→ Supplied records:
● ● ● ● ●

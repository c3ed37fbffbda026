pub mod gallery;
pub mod snapshot;

pub use gallery::{DeleteResponse, GalleryItem};
pub use snapshot::{
    is_sentinel, RawStatus, StatusSnapshot, Streak, SystemStatus, NOT_AVAILABLE, NULL_SENTINEL,
};
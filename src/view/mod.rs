mod log_sink;
mod memory;
mod sink;

pub use log_sink::LogSink;
pub use memory::MemorySink;
pub use sink::{Control, ControlState, Field, RenderSink};
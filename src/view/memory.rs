use std::collections::BTreeMap;

use serde::Serialize;

use super::{Control, ControlState, Field, RenderSink};

/// View-model that keeps the latest value of every field and control.
#[derive(Debug, Clone, Default, Serialize)]
pub struct MemorySink {
    fields: BTreeMap<Field, String>,
    controls: BTreeMap<Control, ControlState>,
    #[serde(skip)]
    writes: usize,
}

impl MemorySink {
    pub fn new() -> Self {
        Self::default()
    }

    pub fn text(&self, field: Field) -> Option<&str> {
        self.fields.get(&field).map(String::as_str)
    }

    pub fn control(&self, control: Control) -> Option<ControlState> {
        self.controls.get(&control).copied()
    }

    pub fn fields(&self) -> impl Iterator<Item = (Field, &str)> {
        self.fields.iter().map(|(field, text)| (*field, text.as_str()))
    }

    /// Total number of writes received, including ones that did not change
    /// a value.
    pub fn writes(&self) -> usize {
        self.writes
    }
}

impl RenderSink for MemorySink {
    fn set_text(&mut self, field: Field, text: &str) {
        self.writes += 1;
        self.fields.insert(field, text.to_string());
    }

    fn set_control(&mut self, control: Control, state: ControlState) {
        self.writes += 1;
        self.controls.insert(control, state);
    }
}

● ● ● ● ●

→ Required action:
Report every line in the data that holds "filename", copying each one.

→ Solved problem:
filename src/view/mod.rs
filename src/view/memory.rs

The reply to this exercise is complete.